Se enquanto guarda municipal Edvaldo policiou as ruas, atuou em salvamentos aquáticos e em reintegrações de posse em fazendas de Roraima - quando efetivamente presenciou conflitos e disparou balas de borracha e bombas de efeito moral contra os posseiros -, sua experiência na fronteira venezuelana, onde só se pode chegar de helicóptero, foi a de "uma verdadeira guerra em tempos de paz".
"Lá atendemos indígenas, garimpeiros, grileiros? É uma zona em permanente conflito armado", afirma. Foi ali, e também nos hospitais de campanha erguidos para o enfrentamento ao covid-19, que ele compreendeu sua vocação para trabalhar em circunstâncias das quais a maioria das pessoas prefere fugir.

"Essa parte militar, da guerra, de salvar quem precisa, está no meu coração. Faço isso sem pensar nas consequências", admite.
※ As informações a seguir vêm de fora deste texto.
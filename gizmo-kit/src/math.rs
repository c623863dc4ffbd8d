//! Mathematical utilities for gizmo-kit
//!
//! Screen-space helpers (ray unprojection and pixel-size compensation) and the
//! scalar helpers shared by the drag math.

use crate::mat::Mat4Like;
use crate::types::{Quat, Ray, Vec2, Vec3, Vec4};
use crate::{GizmoError, GizmoResult};

/// Check whether `value` is within `tolerance` of zero
pub fn is_almost_zero(value: f32, tolerance: f32) -> bool {
    value.abs() <= tolerance
}

/// Round `value` to the nearest multiple of `snap`.
///
/// A `snap` of zero disables snapping and returns `value` unchanged.
pub fn snap_to(value: f32, snap: f32) -> f32 {
    if snap == 0.0 {
        value
    } else {
        (value / snap).round() * snap
    }
}

/// Signed angle that rotates `from` onto `to` about `axis`.
///
/// Both vectors are expected to lie in the plane perpendicular to `axis`; the
/// result is in `(-PI, PI]` and follows the right-hand rule around `axis`.
pub fn signed_angle_about_axis(from: Vec3, to: Vec3, axis: Vec3) -> f32 {
    let sin = from.cross(to).dot(axis);
    let cos = from.dot(to);
    sin.atan2(cos)
}

/// Rebuild a rotation with its angle rounded to a multiple of `snap` radians.
///
/// Goes through axis-angle decomposition, so the rotation axis is preserved.
pub fn snap_rotation(rotation: Quat, snap: f32) -> Quat {
    if snap == 0.0 {
        return rotation;
    }
    let (axis, angle) = rotation.to_axis_angle();
    Quat::from_axis_angle(axis, snap_to(angle, snap))
}

/// World-space size of `target_size` pixels at the position of `world_transform`.
///
/// Multiplying handle dimensions by this factor keeps a gizmo the same size on
/// screen regardless of its distance to the camera. `projection` is usually the
/// view-projection matrix; only the `w` row of it matters.
pub fn compute_scale(
    world_transform: impl Mat4Like,
    target_size: u32,
    projection: impl Mat4Like,
    viewport_size: Vec2,
) -> f32 {
    let pixel_size = 1.0 / viewport_size.y;
    let projected_w = (projection.to_mat4() * world_transform.to_mat4().w_axis).w;
    target_size as f32 * pixel_size * projected_w
}

/// Unproject a screen point into a world-space ray.
///
/// `point` is in pixels with the origin in the bottom-left corner of the
/// viewport. The ray starts on the near plane (NDC z = -1) and points through
/// NDC z = 0; its direction is normalized.
///
/// # Errors
/// Returns [`GizmoError::InvalidViewport`] for empty or non-finite viewports and
/// [`GizmoError::MathOperation`] if the inverse matrices collapse the ray.
pub fn screen_to_ray(
    inv_view: impl Mat4Like,
    inv_projection: impl Mat4Like,
    viewport_size: Vec2,
    point: Vec2,
) -> GizmoResult<Ray> {
    if !viewport_size.is_finite() || viewport_size.x <= 0.0 || viewport_size.y <= 0.0 {
        return Err(GizmoError::invalid_viewport(format!(
            "viewport size must be positive, got {}x{}",
            viewport_size.x, viewport_size.y
        )));
    }

    let inv_view = inv_view.to_mat4();
    let inv_projection = inv_projection.to_mat4();

    // Screen point to normalized -1..1 coordinates
    let ndc = 2.0 * point / viewport_size - Vec2::ONE;
    let ray_start = inv_projection * Vec4::new(ndc.x, ndc.y, -1.0, 1.0);
    let ray_end = inv_projection * Vec4::new(ndc.x, ndc.y, 0.0, 1.0);

    let start_view = homogenize(ray_start);
    let end_view = homogenize(ray_end);

    let origin = inv_view.transform_point3(start_view);
    let direction = inv_view
        .transform_vector3(end_view - start_view)
        .try_normalize()
        .ok_or_else(|| GizmoError::math_operation("unprojected ray has zero length"))?;

    Ok(Ray { origin, direction })
}

fn homogenize(v: Vec4) -> Vec3 {
    if v.w != 0.0 { v.truncate() / v.w } else { v.truncate() }
}
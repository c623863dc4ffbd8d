//! Ray / plane intersection

use crate::types::constants::EPSILON;
use crate::types::{Ray, RaycastHit, Vec3};

/// Intersect a ray with the plane `dot(p, plane_normal) = plane_distance`.
///
/// `plane_normal` must be normalized. A ray whose direction is within
/// [`EPSILON`] of parallel to the plane is a miss, even when it lies inside the
/// plane. Hits behind the ray origin are rejected.
pub fn intersect_ray_plane(ray: Ray, plane_normal: Vec3, plane_distance: f32) -> Option<RaycastHit> {
    let angle_cos = ray.direction.dot(plane_normal);
    if angle_cos.abs() <= EPSILON {
        crate::gizmo_trace!("ray parallel to plane (cos = {})", angle_cos);
        return None;
    }

    let t = (plane_distance - ray.origin.dot(plane_normal)) / angle_cos;
    if t >= 0.0 { Some(RaycastHit::at(&ray, t)) } else { None }
}
//! Error handling for gizmo-kit
//!
//! Picking and dragging never fail: a miss is an empty `Option` and a failed
//! drag returns the value it started from. Errors are reserved for
//! construction-time utilities such as geometry emitters and ray unprojection,
//! where bad input is a programming mistake worth surfacing.

use thiserror::Error;

/// Result type for gizmo-kit operations
pub type GizmoResult<T> = Result<T, GizmoError>;

/// Errors that can occur while building gizmo geometry or rays
#[derive(Error, Debug, Clone, PartialEq)]
pub enum GizmoError {
    /// Geometry parameters cannot produce a valid triangle list
    #[error("Invalid geometry parameters: {reason}")]
    InvalidGeometry {
        /// The reason why the parameters were rejected
        reason: String,
    },

    /// Invalid viewport configuration
    #[error("Invalid viewport: {reason}")]
    InvalidViewport {
        /// The reason why the viewport is invalid
        reason: String,
    },

    /// Math operation error
    #[error("Math operation failed: {operation}")]
    MathOperation {
        /// The mathematical operation that failed
        operation: String,
    },
}

impl GizmoError {
    /// Create an invalid geometry error
    pub fn invalid_geometry(reason: impl Into<String>) -> Self {
        let reason = reason.into();
        crate::gizmo_warn!("Invalid geometry parameters: {}", reason);
        Self::InvalidGeometry { reason }
    }

    /// Create an invalid viewport error
    pub fn invalid_viewport(reason: impl Into<String>) -> Self {
        let reason = reason.into();
        crate::gizmo_debug!("Invalid viewport: {}", reason);
        Self::InvalidViewport { reason }
    }

    /// Create a math operation error
    pub fn math_operation(operation: impl Into<String>) -> Self {
        let operation = operation.into();
        crate::gizmo_error!("Math operation failed: {}", operation);
        Self::MathOperation { operation }
    }
}

/// Macro for conditional tracing
#[macro_export]
macro_rules! gizmo_trace {
    ($($arg:tt)*) => {
        #[cfg(feature = "tracing")]
        tracing::trace!($($arg)*);
    };
}

/// Macro for conditional debug logging
#[macro_export]
macro_rules! gizmo_debug {
    ($($arg:tt)*) => {
        #[cfg(feature = "tracing")]
        tracing::debug!($($arg)*);
    };
}

/// Macro for conditional warning logging
#[macro_export]
macro_rules! gizmo_warn {
    ($($arg:tt)*) => {
        #[cfg(feature = "tracing")]
        tracing::warn!($($arg)*);
    };
}

/// Macro for conditional error logging
#[macro_export]
macro_rules! gizmo_error {
    ($($arg:tt)*) => {
        #[cfg(feature = "tracing")]
        tracing::error!($($arg)*);
    };
}
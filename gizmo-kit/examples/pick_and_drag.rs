//! Pick and drag example
//!
//! Simulates a mouse press on the x arrow of a translate gizmo, followed by a
//! few frames of dragging, without any window or renderer.
//!
//! Run with `cargo run --example pick_and_drag --features tracing` to see the
//! library's log output.

use gizmo_kit::*;
use std::f32::consts::FRAC_PI_2;

#[derive(Debug, Clone, Copy, PartialEq, Eq)]
enum Handle {
    TranslateX,
    TranslateY,
    TranslateZ,
}

fn main() -> GizmoResult<()> {
    logging::init_tracing();
    println!("gizmo-kit pick and drag example");

    let viewport = Vec2::new(1280.0, 720.0);
    let view = Mat4::look_at_rh(Vec3::new(4.0, 3.0, 8.0), Vec3::ZERO, Vec3::Y);
    let projection = Mat4::perspective_rh_gl(50f32.to_radians(), viewport.x / viewport.y, 0.1, 100.0);
    let view_projection = projection * view;
    let (inv_view, inv_projection) = (view.inverse(), projection.inverse());

    let mut position = Vec3::ZERO;
    let arrow = Arrow3d::default();
    let handles = [
        (Handle::TranslateX, Mat4::from_rotation_y(-FRAC_PI_2), Vec3::X),
        (Handle::TranslateY, Mat4::from_rotation_x(FRAC_PI_2), Vec3::Y),
        (Handle::TranslateZ, Mat4::from_rotation_y(std::f32::consts::PI), Vec3::Z),
    ];

    // Geometry is generated once and reused every frame
    let vertices = generate_arrow_3d_geometry(&arrow, 16)?;
    println!("arrow mesh: {} vertices", vertices.len());

    // Press on the x shaft, 40% of the way along it
    let gizmo_world = Mat4::from_translation(position);
    let scale = compute_scale(gizmo_world, arrow.size, view_projection, viewport);
    let target = position + Vec3::X * arrow.shaft_length * scale * 0.4;
    let press_pixel = to_pixel(view_projection, viewport, target);
    let press_ray = screen_to_ray(inv_view, inv_projection, viewport, press_pixel)?;

    let picked = pick_closest(handles.map(|(handle, orientation, _)| {
        let world = gizmo_world * orientation;
        (handle, intersect_arrow_3d(press_ray, &arrow, world, view_projection, viewport))
    }));
    let Some((handle, distance)) = picked else {
        println!("nothing under the cursor");
        return Ok(());
    };
    println!("picked {handle:?} at distance {distance:.3}");

    let Some(&(_, _, axis)) = handles.iter().find(|(h, _, _)| *h == handle) else {
        return Ok(());
    };

    // Drag the mouse to the right over a few frames, snapping to 0.25 units
    let config = ManipulationConfig::default().with_snap(0.25);
    let initial_position = position;
    for frame in 1..=5 {
        let pixel = press_pixel + Vec2::new(25.0 * frame as f32, 0.0);
        let current_ray = screen_to_ray(inv_view, inv_projection, viewport, pixel)?;
        position = translate_along_line(axis, initial_position, press_ray, current_ray, initial_position, &config);
        println!("frame {frame}: position {position}");
    }

    Ok(())
}

fn to_pixel(view_projection: Mat4, viewport: Vec2, point: Vec3) -> Vec2 {
    let ndc = view_projection.project_point3(point);
    (Vec2::new(ndc.x, ndc.y) + Vec2::ONE) * 0.5 * viewport
}
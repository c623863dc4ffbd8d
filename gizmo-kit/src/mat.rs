//! Matrix interop at the public API boundary
//!
//! Every transform handed to gizmo-kit is column-major and applied as `M * v`.
//! [`Mat4Like`] lets callers pass whatever their engine stores without a
//! manual conversion, as long as it follows that layout.

use crate::types::Mat4;

/// Trait to abstract over 4x4 column-major matrices.
pub trait Mat4Like {
    /// Column-major array `[c0.x, c0.y, c0.z, c0.w, c1.x, ...]`.
    fn to_cols_array(&self) -> [f32; 16];

    /// Convert to the glam matrix used internally.
    fn to_mat4(&self) -> Mat4 {
        Mat4::from_cols_array(&self.to_cols_array())
    }
}

impl Mat4Like for [f32; 16] {
    fn to_cols_array(&self) -> [f32; 16] {
        *self
    }
}

impl Mat4Like for Mat4 {
    fn to_cols_array(&self) -> [f32; 16] {
        Mat4::to_cols_array(self)
    }

    fn to_mat4(&self) -> Mat4 {
        *self
    }
}

impl<T: Mat4Like + ?Sized> Mat4Like for &T {
    fn to_cols_array(&self) -> [f32; 16] {
        (**self).to_cols_array()
    }
}

#[cfg(feature = "mint")]
impl Mat4Like for mint::ColumnMatrix4<f32> {
    fn to_cols_array(&self) -> [f32; 16] {
        [
            self.x.x, self.x.y, self.x.z, self.x.w,
            self.y.x, self.y.y, self.y.z, self.y.w,
            self.z.x, self.z.y, self.z.z, self.z.w,
            self.w.x, self.w.y, self.w.z, self.w.w,
        ]
    }
}
//! Generic shape primitives
//!
//! Triangle-list emitters for circles, squares, cubes and icospheres, plus the
//! single-volume picking tests for cube and sphere handles. Emitted vertices
//! are in local space around the origin; the caller uploads them and renders
//! with the gizmo's world transform.

use crate::intersection::{intersect_ray_obb, intersect_ray_sphere};
use crate::mat::Mat4Like;
use crate::types::constants::{GOLDEN_RATIO, MAX_ICOSPHERE_SUBDIVISION};
use crate::types::{Obb, Quat, Ray, Vec3};
use crate::{GizmoError, GizmoResult};

pub(crate) fn check_vertex_count(vertex_count: u32) -> GizmoResult<()> {
    if vertex_count < 3 {
        return Err(GizmoError::invalid_geometry(format!(
            "vertex_count must be at least 3, got {vertex_count}"
        )));
    }
    Ok(())
}

/// Points on a circle of `radius` around `origin` in the plane facing `normal`.
///
/// Returns exactly `vertex_count` points, counter-clockwise about `normal`.
/// The first point lies along a fixed in-plane vector derived from the normal.
///
/// # Errors
/// [`GizmoError::InvalidGeometry`] for fewer than 3 vertices or a zero normal.
pub fn generate_circle(origin: Vec3, normal: Vec3, radius: f32, vertex_count: u32) -> GizmoResult<Vec<Vec3>> {
    check_vertex_count(vertex_count)?;
    let normal = normal
        .try_normalize()
        .ok_or_else(|| GizmoError::invalid_geometry("circle normal must be non-zero"))?;

    let in_plane = if normal.x == 0.0 {
        Vec3::new(0.0, -normal.z, normal.y)
    } else if normal.y == 0.0 {
        Vec3::new(-normal.z, 0.0, normal.x)
    } else {
        Vec3::new(-normal.y, normal.x, 0.0)
    };
    let start = in_plane.normalize() * radius;

    let step = std::f32::consts::TAU / vertex_count as f32;
    Ok((0..vertex_count)
        .map(|i| origin + Quat::from_axis_angle(normal, step * i as f32) * start)
        .collect())
}

/// Filled disk as a triangle fan around `origin`, facing `normal`.
pub fn generate_filled_circle(
    origin: Vec3,
    normal: Vec3,
    radius: f32,
    vertex_count: u32,
) -> GizmoResult<Vec<Vec3>> {
    let rim = generate_circle(origin, normal, radius, vertex_count)?;
    let mut vertices = Vec::with_capacity(rim.len() * 3);
    for (i, &v1) in rim.iter().enumerate() {
        let v2 = rim[(i + 1) % rim.len()];
        vertices.extend([origin, v1, v2]);
    }
    Ok(vertices)
}

/// Square centered at `origin`, facing `normal`, with one edge pair parallel to `up`.
///
/// Two counter-clockwise triangles when seen from the side `normal` points to.
///
/// # Errors
/// [`GizmoError::InvalidGeometry`] if `up` is parallel to `normal`.
pub fn generate_square(origin: Vec3, normal: Vec3, up: Vec3, edge_length: f32) -> GizmoResult<Vec<Vec3>> {
    let half = 0.5 * edge_length;
    let right = up
        .cross(normal)
        .try_normalize()
        .ok_or_else(|| GizmoError::invalid_geometry("square up vector must not be parallel to its normal"))?;
    let up = normal.cross(right).normalize() * half;
    let right = right * half;

    let bottom_left = origin - right - up;
    let bottom_right = origin + right - up;
    let top_right = origin + right + up;
    let top_left = origin - right + up;
    Ok(vec![
        bottom_left,
        bottom_right,
        top_right,
        bottom_left,
        top_right,
        top_left,
    ])
}

/// Axis-aligned cube centered at the origin, 36 vertices, outward-facing.
pub fn generate_cube(edge_length: f32) -> Vec<Vec3> {
    let half = 0.5 * edge_length;
    // (normal, u, v) with u x v = normal
    let faces = [
        (Vec3::X, Vec3::Y, Vec3::Z),
        (Vec3::NEG_X, Vec3::Z, Vec3::Y),
        (Vec3::Y, Vec3::Z, Vec3::X),
        (Vec3::NEG_Y, Vec3::X, Vec3::Z),
        (Vec3::Z, Vec3::X, Vec3::Y),
        (Vec3::NEG_Z, Vec3::Y, Vec3::X),
    ];

    let mut vertices = Vec::with_capacity(36);
    for (normal, u, v) in faces {
        let corner = |su: f32, sv: f32| (normal + su * u + sv * v) * half;
        let (a, b, c, d) = (corner(-1.0, -1.0), corner(1.0, -1.0), corner(1.0, 1.0), corner(-1.0, 1.0));
        vertices.extend([a, b, c, a, c, d]);
    }
    vertices
}

const ICOSAHEDRON_FACES: [[usize; 3]; 20] = [
    [0, 9, 10],
    [0, 10, 7],
    [0, 7, 3],
    [0, 3, 6],
    [0, 6, 9],
    [10, 9, 1],
    [7, 10, 4],
    [3, 7, 11],
    [6, 3, 8],
    [9, 6, 5],
    [2, 8, 11],
    [2, 11, 4],
    [2, 4, 1],
    [2, 1, 5],
    [2, 5, 8],
    [11, 8, 3],
    [4, 11, 7],
    [1, 4, 10],
    [5, 1, 9],
    [8, 5, 6],
];

/// Icosphere of `radius` centered at the origin.
///
/// Level 0 is the plain icosahedron (60 vertices); every level splits each
/// triangle into four and pushes the new vertices onto the sphere.
///
/// # Errors
/// [`GizmoError::InvalidGeometry`] above [`MAX_ICOSPHERE_SUBDIVISION`].
pub fn generate_icosphere(radius: f32, subdivision_level: u32) -> GizmoResult<Vec<Vec3>> {
    if subdivision_level > MAX_ICOSPHERE_SUBDIVISION {
        return Err(GizmoError::invalid_geometry(format!(
            "icosphere subdivision level {subdivision_level} exceeds the maximum of {MAX_ICOSPHERE_SUBDIVISION}"
        )));
    }

    // Corners of three orthogonal golden rectangles
    let g = GOLDEN_RATIO;
    let corners = [
        Vec3::new(-1.0, g, 0.0),
        Vec3::new(-1.0, -g, 0.0),
        Vec3::new(1.0, -g, 0.0),
        Vec3::new(1.0, g, 0.0),
        Vec3::new(0.0, -1.0, g),
        Vec3::new(0.0, -1.0, -g),
        Vec3::new(0.0, 1.0, -g),
        Vec3::new(0.0, 1.0, g),
        Vec3::new(g, 0.0, -1.0),
        Vec3::new(-g, 0.0, -1.0),
        Vec3::new(-g, 0.0, 1.0),
        Vec3::new(g, 0.0, 1.0),
    ]
    .map(|corner| corner.normalize() * radius);

    let mut vertices: Vec<Vec3> = ICOSAHEDRON_FACES
        .iter()
        .flat_map(|face| face.map(|index| corners[index]))
        .collect();

    for _ in 0..subdivision_level {
        let mut subdivided = Vec::with_capacity(vertices.len() * 4);
        for triangle in vertices.chunks_exact(3) {
            let (v1, v2, v3) = (triangle[0], triangle[1], triangle[2]);
            let a = (v1 + v2).normalize() * radius;
            let b = (v1 + v3).normalize() * radius;
            let c = (v2 + v3).normalize() * radius;
            subdivided.extend([v1, a, b, v2, c, a, v3, b, c, a, c, b]);
        }
        vertices = subdivided;
    }

    crate::gizmo_debug!("generated icosphere with {} vertices", vertices.len());
    Ok(vertices)
}

/// Pick a cube of `edge_length` centered at the world transform's origin.
///
/// The box follows the rotation of `world_transform` but not its scale:
/// `edge_length` is already in world units. Reports the exit distance like
/// [`intersect_ray_obb`].
pub fn intersect_cube(ray: Ray, edge_length: f32, world_transform: impl Mat4Like) -> Option<f32> {
    let world = world_transform.to_mat4();
    let obb = Obb {
        center: world.transform_point3(Vec3::ZERO),
        local_x: world.transform_vector3(Vec3::X).normalize_or_zero(),
        local_y: world.transform_vector3(Vec3::Y).normalize_or_zero(),
        local_z: world.transform_vector3(Vec3::NEG_Z).normalize_or_zero(),
        halfwidths: Vec3::splat(0.5 * edge_length),
    };
    intersect_ray_obb(ray, obb).map(|hit| hit.distance)
}

/// Pick a sphere of `radius` centered at the world transform's origin.
pub fn intersect_sphere(ray: Ray, radius: f32, world_transform: impl Mat4Like) -> Option<f32> {
    let center = world_transform.to_mat4().transform_point3(Vec3::ZERO);
    intersect_ray_sphere(ray, center, radius).map(|hit| hit.distance)
}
Formado também em Educação Física, Edvaldo diz estar preparado "mais do que qualquer um" para ir à Ucrânia. "A técnica militar eu tenho, não tenho medo, mas vontade de rastejar até o campo de batalha para buscar um ferido. O que falta pra mim é só ir pra guerra."

Alistamento e insistência

Edvaldo e Weliton se instalaram em um hotel em Brasília e pretendem persistir no combate burocrático nos próximos dias, inclusive para tratar com "com o responsável pela embaixada, não com um auxiliar", nas palavras de Edvaldo.

Se tudo sair errado e a Ucrânia não arcar com os custos da viagem, Welinton diz que repensará o alistamento. Já Edvaldo apelará para seu "plano B". "Vou desenrolar uma maneira de ir por conta própria. Traçar um mapa da Europa, entender por qual país é melhor chegar, e levar toda a minha documentação. Tenho passaporte, tenho o dinheiro da passagem, tenho o preparo físico, tenho tudo. Eu tô no jeito", diz, mal contendo a animação.